The Compensation Discussion and Analysis describes L-3’s executive compensation program for the year ended December 31, 2013 (our 2013 fiscal year). This section details the compensation framework applied by the Compensation Committee of our Board of Directors (the “Committee”) in determining the pay levels and programs available to our named executive officers for whom compensation is disclosed in the compensation tables included in the Tabular Executive Compensation Disclosure section of this proxy statement beginning on page 56. Our named executive officers for the 2013 fiscal year are:

 

   

Michael T. Strianese, Chairman, President and Chief Executive Officer

 

   

Ralph G. D’Ambrosio, Senior Vice President and Chief Financial Officer

 

   

Curtis Brunson, Executive Vice President of Corporate Strategy and Development

 

   

Steve Kantor, Senior Vice President and President of Electronic Systems

 

   

John C. McNellis, Senior Vice President and President of Aerospace Systems

Company Background, 2013 Operating Environment and 2013 Performance Achievements

Company Background. L-3 is a prime contractor in Intelligence, Surveillance and Reconnaissance (ISR) systems, Command, Control, Communications (C3) systems, platform and logistics solutions for aircraft, maritime vessels and ground vehicles, and national security solutions. L-3 is also a leading provider of a broad range of electronic systems used on military and commercial platforms. Approximately 68% of our consolidated net sales for 2013 were made to the U.S. Department of Defense (the “DoD”). Accordingly, our sales, results of operations and cash flows are highly correlated to DoD budget levels. Additionally, most of our businesses are short-cycle in nature, with programs or contracts that have performance periods of a year or less, and, consequently, changes in business trends immediately affect our sales volume, results of operations and cash flows.
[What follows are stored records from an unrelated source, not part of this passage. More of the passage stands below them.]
//! Recording workflows: write sessions, flushing and finalization.

use miditape_core::{Beats, MidiEvent, Samples, TempoMap};
use miditape_smf::Smf;
use miditape_source::{
    capture_channel, shared_tempo_map, MidiSource, NoteMode, Origin, SourceConfig, SourceMode,
    StuckNoteOption,
};
use std::path::Path;

/// Route `debug!`/`warn!` output to the test harness.
fn init_tracing() {
    let _ = tracing_subscriber::fmt()
        .with_max_level(tracing::Level::DEBUG)
        .with_test_writer()
        .try_init();
}

fn config() -> SourceConfig {
    SourceConfig::builder()
        .sample_rate(48000.0)
        .ppqn(480)
        .build()
        .unwrap()
}

fn recording_source(path: &Path) -> MidiSource {
    let source = MidiSource::create(
        path,
        Origin::Internal,
        config(),
        shared_tempo_map(TempoMap::new(120.0)),
    )
    .unwrap();
    {
        let mut lock = source.lock();
        source
            .mark_streaming_midi_write_started(&mut lock, NoteMode::Sustained)
            .unwrap();
    }
    source
}

fn on(beat: f64, note: u8) -> MidiEvent<Beats> {
    MidiEvent::note_on(Beats(beat), 0, note, 100)
}

fn off(beat: f64, note: u8) -> MidiEvent<Beats> {
    MidiEvent::note_off(Beats(beat), 0, note, 0)
}

fn file_events(path: &Path) -> Vec<(u32, Vec<u8>)> {
    let smf = Smf::load(path).unwrap();
    smf.tracks[0]
        .iter()
        .map(|e| {
            let bytes = e
                .message
                .wire_bytes()
                .map(|b| b.to_vec())
                .unwrap_or_default();
            (e.delta, bytes)
        })
        .collect()
}

// ---------------------------------------------------------------------------
// Streaming writes
// ---------------------------------------------------------------------------

#[test]
fn test_file_valid_after_each_flush() {
    let dir = tempfile::tempdir().unwrap();
    let path = dir.path().join("take.mid");
    let source = recording_source(&path);
    let mut lock = source.lock();

    source.append_event_beats(&mut lock, &on(0.0, 60)).unwrap();
    source.flush_midi(&mut lock).unwrap();
    assert_eq!(file_events(&path).len(), 2);

    source.append_event_beats(&mut lock, &off(1.0, 60)).unwrap();
    source.append_event_beats(&mut lock, &on(1.5, 62)).unwrap();
    source.flush_midi(&mut lock).unwrap();
    let events = file_events(&path);
    assert_eq!(events.len(), 4);
    assert_eq!(events[1], (480, vec![0x80, 60, 0]));
    assert_eq!(events[2], (240, vec![0x90, 62, 100]));
}

#[test]
fn test_flush_is_idempotent() {
    let dir = tempfile::tempdir().unwrap();
    let path = dir.path().join("idem.mid");
    let source = recording_source(&path);
    let mut lock = source.lock();

    source.append_event_beats(&mut lock, &on(0.25, 64)).unwrap();
    source.flush_midi(&mut lock).unwrap();
    let first = std::fs::read(&path).unwrap();
    source.flush_midi(&mut lock).unwrap();
    assert_eq!(std::fs::read(&path).unwrap(), first);
    assert!(!source.health().degraded);
}

#[test]
fn test_equal_times_accepted() {
    let dir = tempfile::tempdir().unwrap();
    let source = recording_source(&dir.path().join("chord.mid"));
    let mut lock = source.lock();
    for note in [60, 64, 67] {
        source.append_event_beats(&mut lock, &on(2.0, note)).unwrap();
    }
    assert_eq!(source.event_count(&lock).unwrap(), 3);
    assert_eq!(source.length(&lock).unwrap(), Beats(2.0));
}

#[test]
fn test_samples_append_converts_to_beats() {
    let dir = tempfile::tempdir().unwrap();
    let path = dir.path().join("samples.mid");
    let source = recording_source(&path);
    let mut lock = source.lock();
    let start = Samples(48000);

    // 120 bpm at 48 kHz: one beat is 24000 samples
    source
        .append_event_samples(&mut lock, &MidiEvent::note_on(Samples(48000), 0, 60, 100), start)
        .unwrap();
    source
        .append_event_samples(&mut lock, &MidiEvent::note_off(Samples(72000), 0, 60, 0), start)
        .unwrap();
    let err = source
        .append_event_samples(&mut lock, &MidiEvent::note_on(Samples(47999), 0, 61, 100), start)
        .unwrap_err();
    assert!(err.is_order());

    source.flush_midi(&mut lock).unwrap();
    let events = file_events(&path);
    assert_eq!(events[0].0, 0);
    assert_eq!(events[1].0, 480);
}

#[test]
fn test_realtime_capture_path() {
    let dir = tempfile::tempdir().unwrap();
    let path = dir.path().join("rt.mid");
    let source = recording_source(&path);
    let (mut producer, mut consumer) = capture_channel(64);

    for i in 0..8u64 {
        producer.push_event(&MidiEvent::note_on(Samples(i * 6000), 9, 36, 120));
    }
    let mut lock = source.lock();
    let written = source.write_unlocked(&mut lock, &mut consumer, Samples(0), Samples(24000));
    assert_eq!(written, 4);
    let written = source.write_unlocked(&mut lock, &mut consumer, Samples(0), Samples(48000));
    assert_eq!(written, 4);
    assert!(source.take_write_errors(&mut lock).unwrap().is_empty());

    source.flush_midi(&mut lock).unwrap();
    let events = file_events(&path);
    // 6000 samples = a quarter beat = 120 ticks
    assert_eq!(events.len(), 9);
    assert!(events[1..8].iter().all(|(delta, _)| *delta == 120));
}

// ---------------------------------------------------------------------------
// Finalization and stuck notes
// ---------------------------------------------------------------------------

#[test]
fn test_force_synthesizes_one_note_off_per_note() {
    let dir = tempfile::tempdir().unwrap();
    let path = dir.path().join("force.mid");
    let source = recording_source(&path);
    let mut lock = source.lock();

    source.append_event_beats(&mut lock, &on(0.0, 60)).unwrap();
    source.append_event_beats(&mut lock, &on(0.5, 64)).unwrap();
    source.append_event_beats(&mut lock, &off(1.0, 64)).unwrap();
    source.append_event_beats(&mut lock, &on(1.0, 67)).unwrap();
    assert_eq!(source.stuck_notes(&lock).unwrap().len(), 2);

    let report = source
        .mark_midi_streaming_write_completed(&mut lock, StuckNoteOption::Force { velocity: 0 }, None)
        .unwrap();
    assert_eq!(report.synthesized, 2);
    assert_eq!(report.stuck.len(), 2);
    assert!(report.open.is_empty());
    assert_eq!(source.mode(&lock).unwrap(), SourceMode::Closed);
    assert!(source.stuck_notes(&lock).unwrap().is_empty());

    let events = file_events(&path);
    let note_offs: Vec<_> = events
        .iter()
        .filter(|(_, b)| b.first().is_some_and(|s| s & 0xF0 == 0x80))
        .collect();
    assert_eq!(note_offs.len(), 3);
    assert_eq!(events.last().unwrap().1, Vec::<u8>::new());
}

#[test]
fn test_silence_leaves_notes_open() {
    let dir = tempfile::tempdir().unwrap();
    let path = dir.path().join("silence.mid");
    let source = recording_source(&path);
    let mut lock = source.lock();

    source.append_event_beats(&mut lock, &on(0.0, 60)).unwrap();
    let stuck = source.stuck_notes(&lock).unwrap();
    assert_eq!(stuck.len(), 1);
    assert_eq!(stuck[0].note, 60);

    let report = source
        .mark_midi_streaming_write_completed(&mut lock, StuckNoteOption::Silence, None)
        .unwrap();
    assert_eq!(report.synthesized, 0);
    assert_eq!(report.stuck.len(), 1);
    assert_eq!(file_events(&path).len(), 2);
}

#[test]
fn test_extend_reports_open_notes() {
    let dir = tempfile::tempdir().unwrap();
    let source = recording_source(&dir.path().join("extend.mid"));
    let mut lock = source.lock();

    source.append_event_beats(&mut lock, &on(0.0, 48)).unwrap();
    let report = source
        .mark_midi_streaming_write_completed(&mut lock, StuckNoteOption::Extend, None)
        .unwrap();
    assert_eq!(report.synthesized, 0);
    assert_eq!(report.open.len(), 1);
    assert_eq!(source.stuck_notes(&lock).unwrap()[0].note, 48);
}

#[test]
fn test_truncating_finalize() {
    init_tracing();
    let dir = tempfile::tempdir().unwrap();
    let path = dir.path().join("cut.mid");
    let source = recording_source(&path);
    let mut lock = source.lock();

    source.append_event_beats(&mut lock, &on(0.0, 60)).unwrap();
    source.append_event_beats(&mut lock, &on(1.0, 62)).unwrap();
    source.append_event_beats(&mut lock, &off(3.0, 60)).unwrap();
    source.append_event_beats(&mut lock, &off(3.0, 62)).unwrap();
    source.flush_midi(&mut lock).unwrap();

    let report = source
        .mark_midi_streaming_write_completed(
            &mut lock,
            StuckNoteOption::Force { velocity: 0 },
            Some(Beats(2.0)),
        )
        .unwrap();
    assert_eq!(report.truncated_at, Some(Beats(2.0)));
    assert_eq!(report.synthesized, 2);
    assert_eq!(report.length, Beats(2.0));
    assert_eq!(source.length(&lock).unwrap(), Beats(2.0));

    let events = file_events(&path);
    assert_eq!(
        events,
        vec![
            (0, vec![0x90, 60, 100]),
            (480, vec![0x90, 62, 100]),
            (480, vec![0x80, 60, 0]),
            (0, vec![0x80, 62, 0]),
            (0, vec![]),
        ]
    );
}

#[test]
fn test_length_only_finalize() {
    let dir = tempfile::tempdir().unwrap();
    let path = dir.path().join("plain.mid");
    let source = recording_source(&path);
    let mut lock = source.lock();

    source.append_event_beats(&mut lock, &on(0.0, 60)).unwrap();
    let report = source.mark_streaming_write_completed(&mut lock).unwrap();
    assert_eq!(report.option, None);
    assert_eq!(report.open.len(), 1);
    assert!(source
        .append_event_beats(&mut lock, &on(1.0, 61))
        .unwrap_err()
        .is_state());

    source.open_for_read(&mut lock).unwrap();
    assert_eq!(source.mode(&lock).unwrap(), SourceMode::OpenForRead);
    assert_eq!(source.event_count(&lock).unwrap(), 1);
}

#[test]
fn test_percussive_mode_has_no_stuck_notes() {
    let dir = tempfile::tempdir().unwrap();
    let path = dir.path().join("drums.mid");
    let source = MidiSource::create(
        &path,
        Origin::Internal,
        config(),
        shared_tempo_map(TempoMap::default()),
    )
    .unwrap();
    let mut lock = source.lock();
    source
        .mark_streaming_midi_write_started(&mut lock, NoteMode::Percussive)
        .unwrap();
    source
        .append_event_beats(&mut lock, &MidiEvent::note_on(Beats(0.0), 9, 36, 127))
        .unwrap();
    let report = source
        .mark_midi_streaming_write_completed(&mut lock, StuckNoteOption::Force { velocity: 0 }, None)
        .unwrap();
    assert_eq!(report.synthesized, 0);
}

#[test]
fn test_external_source_cannot_record() {
    let dir = tempfile::tempdir().unwrap();
    let source = MidiSource::create(
        dir.path().join("ext.mid"),
        Origin::External,
        config(),
        shared_tempo_map(TempoMap::default()),
    )
    .unwrap();
    let mut lock = source.lock();
    assert!(source
        .mark_streaming_midi_write_started(&mut lock, NoteMode::Sustained)
        .unwrap_err()
        .is_state());
}

// ---------------------------------------------------------------------------
// Model during recording
// ---------------------------------------------------------------------------

#[test]
fn test_model_follows_locked_appends() {
    let dir = tempfile::tempdir().unwrap();
    let source = recording_source(&dir.path().join("model.mid"));
    let mut lock = source.lock();

    source.load(&mut lock, false).unwrap();
    source.append_event_beats(&mut lock, &on(0.0, 60)).unwrap();
    source.append_event_beats(&mut lock, &off(0.5, 60)).unwrap();
    assert_eq!(source.model(&lock).unwrap().notes().len(), 1);
}

#[test]
fn test_model_catches_up_after_realtime_writes() {
    init_tracing();
    let dir = tempfile::tempdir().unwrap();
    let source = recording_source(&dir.path().join("lag.mid"));
    let (mut producer, mut consumer) = capture_channel(8);
    let mut lock = source.lock();
    source.load(&mut lock, false).unwrap();

    producer.push_event(&MidiEvent::note_on(Samples(0), 0, 60, 100));
    producer.push_event(&MidiEvent::note_off(Samples(12000), 0, 60, 0));
    assert_eq!(
        source.write_unlocked(&mut lock, &mut consumer, Samples(0), Samples(48000)),
        2
    );
    assert!(source.model(&lock).unwrap().notes().is_empty());

    source.load(&mut lock, false).unwrap();
    let model = source.model(&lock).unwrap();
    assert_eq!(model.notes().len(), 1);
    assert_eq!(model.notes()[0].length, Beats(0.5));
}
2013 Operating Environment. For the year ended December 31, 2013, L-3 faced one of the most challenging business environments since the Company’s inception. Our performance in 2013 was influenced by the following factors:

 

   

A 10% decline in the total DoD budget for the U.S. Government fiscal year ended September 30, 2013 as compared to the previous fiscal year, with half of the decline resulting from U.S. Government spending sequestration cuts that became effective on March 1, 2013.

 

   

The unexpected U.S. Government shutdown from October 1, 2013 to October 16, 2013.

 

   

The DoD’s efficiency and better buying power initiatives, which have resulted in increased competition and contract turnover, and lower profit margins, especially in our national security solutions business.

 

   

The continuation of the U.S. military drawdown in Afghanistan.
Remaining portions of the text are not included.